Philip Morris Can’t Kick 20-Year Ferrari Formula One Habit

Posted on May 14, 2015.

The following article is from the Bloomberg Business website:

philip_morrisPhilip Morris International Inc. is continuing one of the quietest sponsorships in sports.

The largest publicly traded tobacco company has renewed its backing of the Ferrari Formula One team for three more years even though advertising laws means it hasn’t displayed the Marlboro cigarette brand at a race since 2007, team manager Maurizio Arrivabene said.

Cigarette makers were once major sponsors in the sport, with three companies spending more than $750 million on the world’s most popular auto competition in 2001, before rules banned advertising on cars. While tobacco brands can’t feature on race cars, Ferrari’s vehicles feature a red-and-white square that resembles a Marlboro cigarette pack.

“The synergies are unspoken and un-promoted but they are there,” Mark Jenkins, a professor of business strategy at the U.K.’s Cranfield University who wrote a 2010 case study about the team.

The relationship between the team and sponsor is so close that in 1996 Ferrari changed the color of its racing cars to orange-red from blood-red to suit Marlboro, Jenkins said.

Philip Morris, the only cigarette maker retaining a link with Formula One, extended the sponsorship through 2018 at a board meeting more than a year ago without making a public announcement, Arrivabene said in an interview.

No Fanfare

The New York-based company, which promotes the link at some airport duty free shops and the streets of Monaco, doesn’t make a fanfare about the sponsorship to avoid rousing anti-tobacco lobbyists, according to Jenkins. The next race — the Monaco Grand Prix — is May 24.

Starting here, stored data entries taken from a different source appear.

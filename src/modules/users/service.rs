use anyhow::anyhow;
use tracing::{info, instrument};
use uuid::Uuid;

use accounts_core::{AppError, AuthError, ListParams, check_password_policy, hash_password};
use accounts_db::UserRepository;
use accounts_models::{CreateUserDto, NewUser, UpdateUserDto, User, UserCreated};

use crate::metrics::track_user_created;

pub struct UserService;

impl UserService {
    #[instrument(skip(users, dto), fields(email = %dto.email))]
    pub async fn create_user(
        users: &dyn UserRepository,
        dto: CreateUserDto,
    ) -> Result<UserCreated, AppError> {
        let hashed_password = hash_password(&dto.password)?;
        let user = users
            .create_user(NewUser::from_registration(dto, hashed_password))
            .await?;

        info!(user_id = %user.id, "User registered");
        track_user_created();

        Ok(UserCreated {
            id: user.id,
            email: user.email,
        })
    }

    #[instrument(skip(users))]
    pub async fn list_users(
        users: &dyn UserRepository,
        params: &ListParams,
    ) -> Result<Vec<User>, AppError> {
        users.list_users(params.skip(), params.limit()).await
    }

    #[instrument(skip(users))]
    pub async fn get_user(users: &dyn UserRepository, id: Uuid) -> Result<User, AppError> {
        users
            .find_user_by_id(id)
            .await?
            .ok_or_else(|| AuthError::UserNotFound.into())
    }

    #[instrument(skip(users))]
    pub async fn get_user_by_email(
        users: &dyn UserRepository,
        email: &str,
    ) -> Result<User, AppError> {
        users
            .find_user_by_email(email)
            .await?
            .ok_or_else(|| AuthError::UserNotFound.into())
    }

    /// Applies a partial update. Callers check who may set the flag fields.
    #[instrument(skip(users, dto))]
    pub async fn update_user(
        users: &dyn UserRepository,
        id: Uuid,
        dto: UpdateUserDto,
    ) -> Result<User, AppError> {
        let mut user = Self::get_user(users, id).await?;
        dto.apply_to(&mut user);

        if let Some(password) = &dto.password {
            check_password_policy(password, &user.email)
                .map_err(|msg| AppError::unprocessable(anyhow!(msg)))?;
            user.password = hash_password(password)?;
        }

        users.update_user(&user).await
    }

    #[instrument(skip(users))]
    pub async fn delete_user(users: &dyn UserRepository, id: Uuid) -> Result<(), AppError> {
        if !users.delete_user(id).await? {
            return Err(AuthError::UserNotFound.into());
        }

        info!(user_id = %id, "User deleted");
        Ok(())
    }
}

In an e-mail, Philip Morris confirmed it extended the relationship beyond 2015 without giving financial details. It’s paying $160 million annually under the current deal, Sports Pro magazine reported in 2011.

A Philip Morris spokeswoman in Switzerland said Ferrari designs the paint scheme. The agreement allows consumers and business partners to visit Ferrari factories and attend races, she said.

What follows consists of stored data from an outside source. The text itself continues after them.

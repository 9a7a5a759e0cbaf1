use std::sync::Arc;

use accounts::accounts_auth::Subject;
use accounts::accounts_config::{CorsConfig, JwtConfig, ServerConfig};
use accounts::accounts_db::{InMemoryUserRepository, UserRepository};
use accounts::accounts_models::{NewUser, User};
use accounts::router::init_router;
use accounts::state::AppState;
use axum::Router;
use axum::body::Body;
use axum::http::{Request, StatusCode, header};
use fake::Fake;
use fake::faker::internet::en::SafeEmail;
use http_body_util::BodyExt;
use serde_json::Value;
use tower::ServiceExt;
use uuid::Uuid;

// Low bcrypt cost keeps fixtures fast; verification works with any cost.
const FIXTURE_BCRYPT_COST: u32 = 4;

pub struct TestApp {
    pub router: Router,
    pub state: AppState,
    pub repo: Arc<InMemoryUserRepository>,
}

#[allow(dead_code)]
pub struct TestUser {
    pub id: Uuid,
    pub email: String,
    pub password: String,
}

impl TestUser {
    /// A fresh access token for this user.
    pub fn access_token(&self, app: &TestApp) -> String {
        app.state
            .tokens
            .issue_access_token(&Subject::new(self.id, &self.email))
            .unwrap()
    }

    #[allow(dead_code)]
    pub fn refresh_token(&self, app: &TestApp) -> String {
        app.state
            .tokens
            .issue_refresh_token(&Subject::new(self.id, &self.email))
            .unwrap()
    }
}

pub fn setup_test_app() -> TestApp {
    let repo = Arc::new(InMemoryUserRepository::new());
    let state = AppState::new(
        JwtConfig::new("integration-test-secret-at-least-32-chars"),
        CorsConfig::default(),
        ServerConfig::default(),
        repo.clone(),
    );

    TestApp {
        router: init_router(state.clone(), None),
        state,
        repo,
    }
}

pub fn generate_unique_email() -> String {
    let email: String = SafeEmail().fake();
    format!("{}-{}", Uuid::new_v4().simple(), email)
}

async fn insert_user(app: &TestApp, new_user: NewUser, password: &str) -> TestUser {
    let user = app.repo.create_user(new_user).await.unwrap();
    TestUser {
        id: user.id,
        email: user.email,
        password: password.to_string(),
    }
}

pub async fn create_test_user(app: &TestApp) -> TestUser {
    let password = "testpass123";
    let hash = bcrypt::hash(password, FIXTURE_BCRYPT_COST).unwrap();
    insert_user(app, NewUser::regular(generate_unique_email(), hash), password).await
}

#[allow(dead_code)]
pub async fn create_test_superuser(app: &TestApp) -> TestUser {
    let password = "adminpass123";
    let hash = bcrypt::hash(password, FIXTURE_BCRYPT_COST).unwrap();
    insert_user(app, NewUser::superuser(generate_unique_email(), hash), password).await
}

#[allow(dead_code)]
pub async fn deactivate(app: &TestApp, id: Uuid) -> User {
    let mut user = app.repo.find_user_by_id(id).await.unwrap().unwrap();
    user.is_active = false;
    app.repo.update_user(&user).await.unwrap()
}

/// Sends one request through the router and returns the status and JSON body
/// (`Value::Null` for an empty or non-JSON body).
pub async fn send(
    app: &TestApp,
    method: &str,
    uri: &str,
    token: Option<&str>,
    body: Option<Value>,
) -> (StatusCode, Value) {
    let mut builder = Request::builder().method(method).uri(uri);
    if let Some(token) = token {
        builder = builder.header(header::AUTHORIZATION, format!("Bearer {}", token));
    }

    let request = match body {
        Some(body) => builder
            .header(header::CONTENT_TYPE, "application/json")
            .body(Body::from(serde_json::to_string(&body).unwrap()))
            .unwrap(),
        None => builder.body(Body::empty()).unwrap(),
    };

    let response = app.router.clone().oneshot(request).await.unwrap();
    let status = response.status();
    let bytes = response.into_body().collect().await.unwrap().to_bytes();
    let body = serde_json::from_slice(&bytes).unwrap_or(Value::Null);

    (status, body)
}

The links go deeper than color. Sergio Marchionne, chief executive officer of Ferrari’s parent company Fiat Chrysler Automobiles NV, gets $320,000 a year as a non-executive director of Philip Morris and holds $5.2 million of the company’s shares, according to Bloomberg data. He smokes Muratti cigarettes, another of Philip Morris’ brands.

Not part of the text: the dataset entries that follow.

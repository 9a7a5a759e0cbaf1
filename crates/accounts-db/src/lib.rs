//! # Accounts DB
//!
//! User storage for the accounts service.
//!
//! Handlers talk to storage through the [`UserRepository`] trait, held as an
//! `Arc<dyn UserRepository>` in application state. Two backends implement it:
//!
//! - [`PgUserRepository`]: PostgreSQL through SQLx
//! - [`InMemoryUserRepository`]: a process-local map for tests and demos
//!
//! # Example
//!
//! ```ignore
//! use accounts_db::{PgUserRepository, init_db_pool, run_migrations};
//!
//! let pool = init_db_pool(&config.database).await?;
//! run_migrations(&pool).await?;
//! let users: Arc<dyn UserRepository> = Arc::new(PgUserRepository::new(pool));
//! ```

use anyhow::Context;
use sqlx::postgres::PgPoolOptions;
use tracing::info;

use accounts_config::DatabaseConfig;

pub mod memory;
pub mod postgres;
pub mod repository;

pub use memory::InMemoryUserRepository;
pub use postgres::PgUserRepository;
pub use repository::UserRepository;

// Re-export PgPool for convenience
pub use sqlx::PgPool;

/// Opens a PostgreSQL connection pool.
pub async fn init_db_pool(config: &DatabaseConfig) -> anyhow::Result<PgPool> {
    let pool = PgPoolOptions::new()
        .max_connections(config.max_connections)
        .connect(&config.url)
        .await
        .context("Failed to connect to database")?;

    info!(max_connections = config.max_connections, "Database pool ready");
    Ok(pool)
}

/// Applies the migrations embedded from `migrations/`.
pub async fn run_migrations(pool: &PgPool) -> anyhow::Result<()> {
    sqlx::migrate!("../../migrations")
        .run(pool)
        .await
        .context("Failed to run database migrations")?;

    info!("Database migrations applied");
    Ok(())
}
//! Team and pipeline repository.

use crate::error::MetadataResult;
use crate::models::{PipelineRow, TeamRow};
use async_trait::async_trait;

#[async_trait]
pub trait PipelineRepo: Send + Sync {
    /// Create a team. Fails with `AlreadyExists` if the name is taken.
    async fn create_team(&self, name: &str) -> MetadataResult<TeamRow>;

    async fn get_team(&self, team_id: i64) -> MetadataResult<Option<TeamRow>>;

    /// Create a pipeline owned by a team.
    async fn create_pipeline(&self, team_id: i64, name: &str) -> MetadataResult<PipelineRow>;

    async fn get_pipeline(&self, pipeline_id: i64) -> MetadataResult<Option<PipelineRow>>;

    async fn get_pipeline_by_name(
        &self,
        team_id: i64,
        name: &str,
    ) -> MetadataResult<Option<PipelineRow>>;

    async fn set_pipeline_paused(&self, pipeline_id: i64, paused: bool) -> MetadataResult<()>;
}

In September, Philip Morris held a board meeting at the Ferrari team’s headquarters in Maranello, Italy, according to La Repubblica newspaper. Arrivabene was hired from Philip Morris, where he was a marketing executive, to lead the Ferrari team in November.

Advertising Ban

The European Union ban on tobacco advertising in the sport started in 2005. Territories including China and Monaco allowed Ferrari to carry Marlboro branding until 2007.

Even before the ban, it wasn’t Philip Morris’s style to broadcast the arrangement, Arrivabene said. A previous contract extension with Ferrari was made public with a one-line press release, he added.

Philip Morris switched from backing McLaren, whose drivers included Ayrton Senna, to supporting Michael Schumacher’s Ferrari in 1996. Archive footage of those drivers and auto racing movies such as “Senna” in 2010 and “Rush” in 2013 also give racing fans a reminder of the Marlboro association with Formula One, according to Jenkins.

“Just because you remove the brand it doesn’t mean people don’t see the link,” Jenkins said.